What to work on:
Tell how many lines in the data below hold the string "verb"; give nothing but the number.

____________

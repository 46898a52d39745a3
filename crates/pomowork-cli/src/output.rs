//! Human and JSON rendering of engine output.

use pomowork_core::engine::{Outcome, SurrenderAction};
use pomowork_core::events::Event;
use pomowork_core::timer::{format_mm_ss, ClutchState, RitualPhase};

pub fn print_json<T: serde::Serialize + ?Sized>(value: &T) -> Result<(), serde_json::Error> {
    println!("{}", serde_json::to_string_pretty(value)?);
    Ok(())
}

pub fn print_events(events: &[Event], json: bool) -> Result<(), serde_json::Error> {
    for event in events {
        if json {
            println!("{}", serde_json::to_string(event)?);
        } else {
            println!("{}", describe(event));
        }
    }
    Ok(())
}

pub fn print_outcome(outcome: &Outcome, json: bool) -> Result<(), serde_json::Error> {
    match outcome {
        Outcome::Applied(events) => print_events(events, json),
        Outcome::Deferred(request) => {
            if json {
                println!(
                    "{}",
                    serde_json::json!({ "type": "confirmation_required", "request": request })
                );
            } else {
                let verb = match request.action {
                    SurrenderAction::Toggle => "stop",
                    SurrenderAction::Reset => "reset",
                };
                println!(
                    "clutch run in progress: confirm to {verb} {} (surrender) or keep going (hold)",
                    request.kind
                );
            }
            Ok(())
        }
    }
}

pub fn describe(event: &Event) -> String {
    match event {
        Event::SessionStarted {
            kind,
            is_clutch,
            time_left_seconds,
            ..
        } => {
            let clutch = if *is_clutch { " [clutch]" } else { "" };
            format!("{} started, {} left{clutch}", kind.label(), format_mm_ss(*time_left_seconds))
        }
        Event::SessionPaused {
            kind,
            time_left_seconds,
            ..
        } => format!("{} paused at {}", kind.label(), format_mm_ss(*time_left_seconds)),
        Event::SessionReset { kind, .. } => format!("{} reset", kind.label()),
        Event::SessionCompleted { record, skipped } => {
            let how = if *skipped { "skipped" } else { "completed" };
            match &record.task_label {
                Some(task) => format!("{} {how}: {task}", record.kind.label()),
                None => format!("{} {how}", record.kind.label()),
            }
        }
        Event::TabSelected { kind, .. } => format!("selected {}", kind.label()),
        Event::ClutchArmed { uses_remaining, .. } => {
            format!("clutch armed ({uses_remaining} left today)")
        }
        Event::ClutchDisarmed { .. } => "clutch disarmed".to_string(),
        Event::ClutchEngaged {
            activations_today, ..
        } => format!("clutch engaged ({activations_today} used today)"),
        Event::SurrenderRequested { request, .. } => {
            format!("surrender requested for {}", request.kind)
        }
        Event::SurrenderConfirmed { request, .. } => {
            format!("surrendered {}", request.kind.label())
        }
        Event::SurrenderCancelled { .. } => "holding on".to_string(),
        Event::RitualStarted {
            duration_secs,
            clutch,
            ..
        } => {
            let clutch = if *clutch { " into clutch" } else { "" };
            format!("ritual started{clutch}: stay still for {duration_secs}s")
        }
        Event::RitualDisturbed { soft_resets, .. } => {
            format!("movement detected, ritual restarting (#{soft_resets})")
        }
        Event::RitualRestarted { remaining, .. } => format!("ritual counting again, {remaining}s"),
        Event::RitualSucceeded { .. } => "ritual complete".to_string(),
        Event::RitualCancelled { .. } => "ritual abandoned".to_string(),
        Event::SettingsChanged { settings, .. } => format!(
            "settings: focus {}m, short break {}m, earned break {}m, ritual {}s",
            settings.focus_minutes,
            settings.short_break_minutes,
            settings.earned_break_minutes,
            settings.ritual_seconds
        ),
        Event::StateSnapshot {
            selected,
            timers,
            clutch,
            clutch_uses_remaining,
            pending_surrender,
            ritual,
            ..
        } => {
            let mut lines = Vec::new();
            for view in timers {
                let marker = if view.kind == *selected { ">" } else { " " };
                let mut line = format!(
                    "{marker} {:<13} {}",
                    view.kind.label(),
                    format_mm_ss(view.state.time_left_seconds)
                );
                if view.state.is_active {
                    line.push_str("  running");
                }
                if view.state.is_clutch {
                    line.push_str(" [clutch]");
                }
                lines.push(line);
            }
            let clutch = match clutch {
                ClutchState::Idle => "idle",
                ClutchState::Armed => "armed",
                ClutchState::Engaged => "engaged",
            };
            lines.push(format!(
                "clutch: {clutch} ({clutch_uses_remaining} left today)"
            ));
            if let Some(request) = pending_surrender {
                lines.push(format!("awaiting surrender confirmation for {}", request.kind));
            }
            match ritual {
                Some(RitualPhase::Counting { remaining }) => {
                    lines.push(format!("ritual: {remaining}s to go"))
                }
                Some(RitualPhase::Cooldown { .. }) => lines.push("ritual: resetting".to_string()),
                Some(RitualPhase::Succeeded) | None => {}
            }
            lines.join("\n")
        }
    }
}
//! Property tests for engine invariants under arbitrary command sequences.

use std::sync::Arc;

use chrono::{Local, TimeZone};
use pomowork_core::{
    ClutchState, FocusEngine, ManualClock, PersistedState, Rejection, SessionKind, TimerSettings,
    CLUTCH_LIMIT_PER_DAY,
};
use proptest::prelude::*;

#[derive(Debug, Clone)]
enum Command {
    Tick(u16),
    Toggle(SessionKind),
    Reset(SessionKind),
    Skip(SessionKind),
    Arm,
    Disarm,
    Confirm,
    Cancel,
    Ritual,
}

fn kind() -> impl Strategy<Value = SessionKind> {
    prop_oneof![
        Just(SessionKind::Focus),
        Just(SessionKind::ShortBreak),
        Just(SessionKind::EarnedBreak),
    ]
}

fn command() -> impl Strategy<Value = Command> {
    prop_oneof![
        (1u16..200).prop_map(Command::Tick),
        kind().prop_map(Command::Toggle),
        kind().prop_map(Command::Reset),
        kind().prop_map(Command::Skip),
        Just(Command::Arm),
        Just(Command::Disarm),
        Just(Command::Confirm),
        Just(Command::Cancel),
        Just(Command::Ritual),
    ]
}

fn small_settings() -> TimerSettings {
    TimerSettings {
        focus_minutes: 2,
        short_break_minutes: 1,
        earned_break_minutes: 3,
        ritual_seconds: 5,
    }
}

fn engine() -> FocusEngine {
    let clock = ManualClock::new(Local.with_ymd_and_hms(2024, 8, 20, 14, 0, 0).unwrap());
    let mut engine = FocusEngine::new(PersistedState::default(), Arc::new(clock));
    engine.apply_settings(small_settings()).unwrap();
    engine
}

fn apply(engine: &mut FocusEngine, command: &Command) {
    match *command {
        Command::Tick(n) => {
            for _ in 0..n {
                engine.tick();
            }
        }
        Command::Toggle(k) => {
            let _ = engine.toggle(k);
        }
        Command::Reset(k) => {
            let _ = engine.reset(k);
        }
        Command::Skip(k) => {
            let _ = engine.skip(k);
        }
        Command::Arm => {
            let _ = engine.arm_clutch();
        }
        Command::Disarm => {
            engine.disarm_clutch();
        }
        Command::Confirm => {
            let _ = engine.confirm_surrender();
        }
        Command::Cancel => {
            let _ = engine.cancel_surrender();
        }
        Command::Ritual => {
            let _ = engine.begin_ritual();
        }
    }
}

proptest! {
    #[test]
    fn clutch_quota_is_never_exceeded(commands in prop::collection::vec(command(), 1..80)) {
        let mut engine = engine();
        let today = engine.today_key();
        let mut previous = 0;
        for command in &commands {
            apply(&mut engine, command);
            let used = engine.stats().clutch_activations(&today);
            prop_assert!(used <= CLUTCH_LIMIT_PER_DAY);
            // Activations are only ever added.
            prop_assert!(used >= previous);
            previous = used;
        }
    }

    #[test]
    fn countdowns_stay_within_their_duration(commands in prop::collection::vec(command(), 1..80)) {
        let mut engine = engine();
        let settings = small_settings();
        for command in &commands {
            apply(&mut engine, command);
            for kind in SessionKind::ALL {
                let state = engine.timer(kind);
                prop_assert!(state.time_left_seconds <= settings.duration_secs(kind));
                if kind != SessionKind::Focus {
                    prop_assert!(!state.is_clutch);
                }
            }
        }
    }

    #[test]
    fn reset_of_a_stopped_timer_restores_duration(
        commands in prop::collection::vec(command(), 0..40),
        target in kind(),
    ) {
        let mut engine = engine();
        for command in &commands {
            apply(&mut engine, command);
        }
        let locked = target != SessionKind::Focus && engine.clutch_state() != ClutchState::Idle;
        if locked {
            prop_assert_eq!(engine.reset(target), Err(Rejection::TabLocked));
        } else if !engine.timer(target).is_active {
            engine.reset(target).unwrap();
            let state = engine.timer(target);
            prop_assert_eq!(state.time_left_seconds, small_settings().duration_secs(target));
            prop_assert!(!state.is_clutch);
        }
    }

    #[test]
    fn every_completion_is_recorded_once(commands in prop::collection::vec(command(), 1..60)) {
        let mut engine = engine();
        let today = engine.today_key();
        for command in &commands {
            apply(&mut engine, command);
        }
        let entry = engine.stats().entry_for(&today);
        let counted = entry.focus_count + entry.short_break_count + entry.earned_break_count;
        prop_assert_eq!(counted as usize, engine.history().len());
    }
}
use std::collections::BTreeMap;
use std::sync::Mutex;

use super::KvStore;
use crate::error::StorageError;

/// In-process [`KvStore`], for tests and throwaway sessions.
#[derive(Debug, Default)]
pub struct MemoryStore {
    entries: Mutex<BTreeMap<String, String>>,
}

impl MemoryStore {
    pub fn new() -> Self {
        Self::default()
    }

    fn lock(&self) -> Result<std::sync::MutexGuard<'_, BTreeMap<String, String>>, StorageError> {
        self.entries.lock().map_err(|_| StorageError::Locked)
    }
}

impl KvStore for MemoryStore {
    fn get(&self, key: &str) -> Result<Option<String>, StorageError> {
        Ok(self.lock()?.get(key).cloned())
    }

    fn set(&self, key: &str, value: &str) -> Result<(), StorageError> {
        self.lock()?.insert(key.to_string(), value.to_string());
        Ok(())
    }

    fn delete(&self, key: &str) -> Result<(), StorageError> {
        self.lock()?.remove(key);
        Ok(())
    }
}
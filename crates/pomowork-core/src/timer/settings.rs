use serde::{Deserialize, Serialize};

use super::session::SessionKind;
use crate::error::ValidationError;

/// Ritual lengths offered by the settings screen. Any positive value is accepted.
pub const RITUAL_PRESETS_SECS: [u32; 3] = [30, 60, 90];

/// Durable timer configuration. All values are positive.
///
/// Older stores used `workTime`/`shortBreak`/`longBreak`/`ritualTime`;
/// those names are still accepted when reading.
#[derive(Debug, Clone, Copy, PartialEq, Eq, Serialize, Deserialize)]
#[serde(rename_all = "camelCase")]
pub struct TimerSettings {
    #[serde(alias = "workTime", default = "default_focus_minutes")]
    pub focus_minutes: u32,
    #[serde(alias = "shortBreak", default = "default_short_break_minutes")]
    pub short_break_minutes: u32,
    #[serde(alias = "longBreak", default = "default_earned_break_minutes")]
    pub earned_break_minutes: u32,
    #[serde(alias = "ritualTime", default = "default_ritual_seconds")]
    pub ritual_seconds: u32,
}

fn default_focus_minutes() -> u32 {
    25
}
fn default_short_break_minutes() -> u32 {
    5
}
fn default_earned_break_minutes() -> u32 {
    15
}
fn default_ritual_seconds() -> u32 {
    30
}

impl Default for TimerSettings {
    fn default() -> Self {
        Self {
            focus_minutes: default_focus_minutes(),
            short_break_minutes: default_short_break_minutes(),
            earned_break_minutes: default_earned_break_minutes(),
            ritual_seconds: default_ritual_seconds(),
        }
    }
}

impl TimerSettings {
    /// Configured duration of a session kind, in seconds.
    ///
    /// Uses saturating arithmetic so absurd minute counts cannot overflow.
    pub fn duration_secs(&self, kind: SessionKind) -> u64 {
        let minutes = match kind {
            SessionKind::Focus => self.focus_minutes,
            SessionKind::ShortBreak => self.short_break_minutes,
            SessionKind::EarnedBreak => self.earned_break_minutes,
        };
        u64::from(minutes).saturating_mul(60)
    }

    pub fn validate(&self) -> Result<(), ValidationError> {
        let fields = [
            ("focus_minutes", self.focus_minutes),
            ("short_break_minutes", self.short_break_minutes),
            ("earned_break_minutes", self.earned_break_minutes),
            ("ritual_seconds", self.ritual_seconds),
        ];
        for (field, value) in fields {
            if value == 0 {
                return Err(ValidationError::InvalidValue {
                    field: field.into(),
                    message: "must be at least 1".into(),
                });
            }
        }
        Ok(())
    }
}

#[cfg(test)]
mod tests {
    use super::*;

    #[test]
    fn defaults_match_classic_pomodoro() {
        let s = TimerSettings::default();
        assert_eq!(s.duration_secs(SessionKind::Focus), 1500);
        assert_eq!(s.duration_secs(SessionKind::ShortBreak), 300);
        assert_eq!(s.duration_secs(SessionKind::EarnedBreak), 900);
        assert_eq!(s.ritual_seconds, 30);
    }

    #[test]
    fn legacy_field_names_are_accepted() {
        let json = r#"{"workTime":50,"shortBreak":10,"longBreak":20,"ritualTime":60}"#;
        let s: TimerSettings = serde_json::from_str(json).unwrap();
        assert_eq!(s.focus_minutes, 50);
        assert_eq!(s.short_break_minutes, 10);
        assert_eq!(s.earned_break_minutes, 20);
        assert_eq!(s.ritual_seconds, 60);
    }

    #[test]
    fn missing_fields_fall_back_to_defaults() {
        let s: TimerSettings = serde_json::from_str(r#"{"focusMinutes":40}"#).unwrap();
        assert_eq!(s.focus_minutes, 40);
        assert_eq!(s.short_break_minutes, 5);
    }

    #[test]
    fn zero_values_are_rejected() {
        let s = TimerSettings {
            short_break_minutes: 0,
            ..TimerSettings::default()
        };
        assert!(s.validate().is_err());
        assert!(TimerSettings::default().validate().is_ok());
    }
}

____________

Response box:
2